Help middle class, too

THE pandemic’s brutal toll on individuals and businesses owing debts of RM100,000 to RM499,000 to banks is bewildering: 5,695 were declared bankrupts last year, lower than the 6,554 registered in 2021.

The Insolvency Department further digested the figures to 16 bankruptcy petitions filed daily while 2,600 firms shut down. Still, the bankruptcies are a stark improvement from the 16,000 in 2018, but that was before the threshold of RM50,000 was raised to its current rate of RM100,000 in 2020.

It begs the question: how many individuals and small businesses are still reeling from debts below RM99,000? The Insolvency Department did not stipulate but we can hazard a guess: thousands, especially those still mired from the pandemic years.

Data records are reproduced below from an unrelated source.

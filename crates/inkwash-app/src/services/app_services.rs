// SPDX-License-Identifier: PMPL-1.0-or-later
// Copyright (c) 2026 Jonathan D.A. Jewell (hyperpolymath) <jonathan.jewell@open.ac.uk>
//
// Central service layer: owns the editing session and the persisted config,
// and provides async-friendly methods for the Dioxus UI to call.

use std::path::{Path, PathBuf};
use std::sync::{Arc, Mutex};

use inkwash_bridge::platform_bridge;
use inkwash_core::error::Result;
use inkwash_core::{AppConfig, SourceHint};
use inkwash_image::export_file_name;
use inkwash_session::{EditorSession, ProcessingResult, RunOutcome};
use tracing::{info, instrument, warn};

use super::data_dir;

const CONFIG_FILE: &str = "config.json";

/// Shared application services accessible from all Dioxus components via
/// `use_context::<AppServices>()`.
///
/// All fields are cheaply cloneable so the struct can be moved into
/// closures and async blocks.
#[derive(Clone)]
pub struct AppServices {
    session: EditorSession,
    data_dir: PathBuf,
    download_dir: PathBuf,
    config: Arc<Mutex<AppConfig>>,
}

impl AppServices {
    /// Initialise services from the user's data directory. Call once at
    /// app startup.
    pub fn init() -> Result<Self> {
        let dir = data_dir::data_dir();
        std::fs::create_dir_all(&dir)?;
        let config = load_config(&dir);
        Ok(Self::build(dir, data_dir::download_dir(), config))
    }

    /// Services with default settings in a scratch directory, for when the
    /// data directory is unusable.
    pub fn fallback() -> Self {
        let dir = std::env::temp_dir().join("inkwash");
        std::fs::create_dir_all(&dir).ok();
        Self::build(dir, data_dir::download_dir(), AppConfig::default())
    }

    fn build(data_dir: PathBuf, download_dir: PathBuf, config: AppConfig) -> Self {
        let bridge = platform_bridge(&config, download_dir.clone());
        info!(
            data_dir = %data_dir.display(),
            download_dir = %download_dir.display(),
            "initialising app services"
        );
        Self {
            session: EditorSession::new(config.clone(), bridge),
            data_dir,
            download_dir,
            config: Arc::new(Mutex::new(config)),
        }
    }

    pub fn session(&self) -> &EditorSession {
        &self.session
    }

    pub fn download_dir(&self) -> &Path {
        &self.download_dir
    }

    // -- Editing -------------------------------------------------------------

    /// Read an image from disk, load it, and run the current filter.
    #[instrument(skip(self))]
    pub async fn open_path(&self, path: PathBuf) -> Result<RunOutcome<Arc<ProcessingResult>>> {
        let bytes = tokio::fs::read(&path).await?;
        let hint = path
            .file_name()
            .map(|name| SourceHint::from_file_name(name.to_string_lossy()))
            .unwrap_or_default();
        self.session.open(bytes, hint).await
    }

    /// File name a download of the current result would get.
    pub fn suggested_file_name(&self) -> Option<String> {
        let spec = self.session.export_spec()?;
        let result = self.session.result()?;
        Some(export_file_name(&spec.base_name, result.request.mode, spec.format))
    }

    /// Export the current result to a user-chosen path.
    pub async fn export_to(&self, path: &Path) -> Result<Option<String>> {
        let Some(spec) = self.session.export_spec() else {
            return Ok(None);
        };
        let Some(image) = self.session.export(&spec).await? else {
            return Ok(None);
        };
        tokio::fs::write(path, &image.bytes).await?;
        info!(path = %path.display(), bytes = image.bytes.len(), "image written");
        Ok(Some(path.display().to_string()))
    }

    /// Export the current result into the downloads directory.
    pub async fn download(&self) -> Result<Option<String>> {
        let Some(spec) = self.session.export_spec() else {
            return Ok(None);
        };
        self.session.save(&spec).await
    }

    // -- Config --------------------------------------------------------------

    /// Get a clone of the current config.
    pub fn config(&self) -> AppConfig {
        self.config.lock().expect("config lock poisoned").clone()
    }

    /// Update and persist the config. Takes effect for the next session.
    pub fn save_config(&self, config: &AppConfig) -> Result<()> {
        let config = config.clone().validated();
        config.save(self.data_dir.join(CONFIG_FILE))?;
        *self.config.lock().expect("config lock poisoned") = config;
        Ok(())
    }
}

fn load_config(data_dir: &Path) -> AppConfig {
    let path = data_dir.join(CONFIG_FILE);
    if !path.exists() {
        return AppConfig::default();
    }
    AppConfig::load(&path).unwrap_or_else(|e| {
        warn!(path = %path.display(), error = %e, "ignoring unreadable config");
        AppConfig::default()
    })
}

Depressing stories abound: people unable to fulfil basic financial necessities of putting food on the table, rent defaulters, trade and other amenities and utilities stuttered. The government’s Bantuan Keluarga Malaysia (BKM) cash aid provided a temporary relief but the bankruptcies implied that a substantial segment of the middle class, the Middle 40s (M40), are still trapped in debt.

While there is the BKM facility to help the middle class, there were claims that applications for relief were outright rejected or roiled in purgatory. Here’s the deal: in the reconstituted 2023 Budget to be tabled later this month, we hope for major concessions for the middle class, not just bigger handouts to the majority vote bank. Slash income tax rates or, dare we dream, provide tax exemptions for the lockdown years.

With the economy rebounding, a window may open for bankrupts to speed up debt repayment.

The 2023 Budget should instruct banks to be super flexible. They should initiate an easier repayment architecture, such as longer instalment periods — with no added interest. And while the finance minister is at it, instruct banks to liberalise loan applications minus the daunting eye on future bankruptcy petitions.

This will be a complex undertaking: authorising a second round of Employees Provident Fund withdrawals, perhaps not to the proposed RM30,000, but something pragmatic. The bankruptcies implied flaws in a constructive financial infrastructure where the M40s, not just those in the Bottom 40 (B40) income group, face stumbling roadblocks to get cash relief.

Yes, they save a bit more than their B40 counterparts and have the luxury of cutting surplus spending, but free cash outflow plunges by the day while cash inflow is unpredictable or has dried out. Malaysia’s middle class is society’s economic bedrock.

Almost three million middle-class households live to dine, take frequent staycations or annual international vacations, shop and own more vehicles, property and businesses per household. As the pandemic demonstrated and all things being relative, middle-class households are nonetheless just as vulnerable, if not more vulnerable, due to their bigger and sizeable financial commitments, which oils the economy. They too need all the help they can get.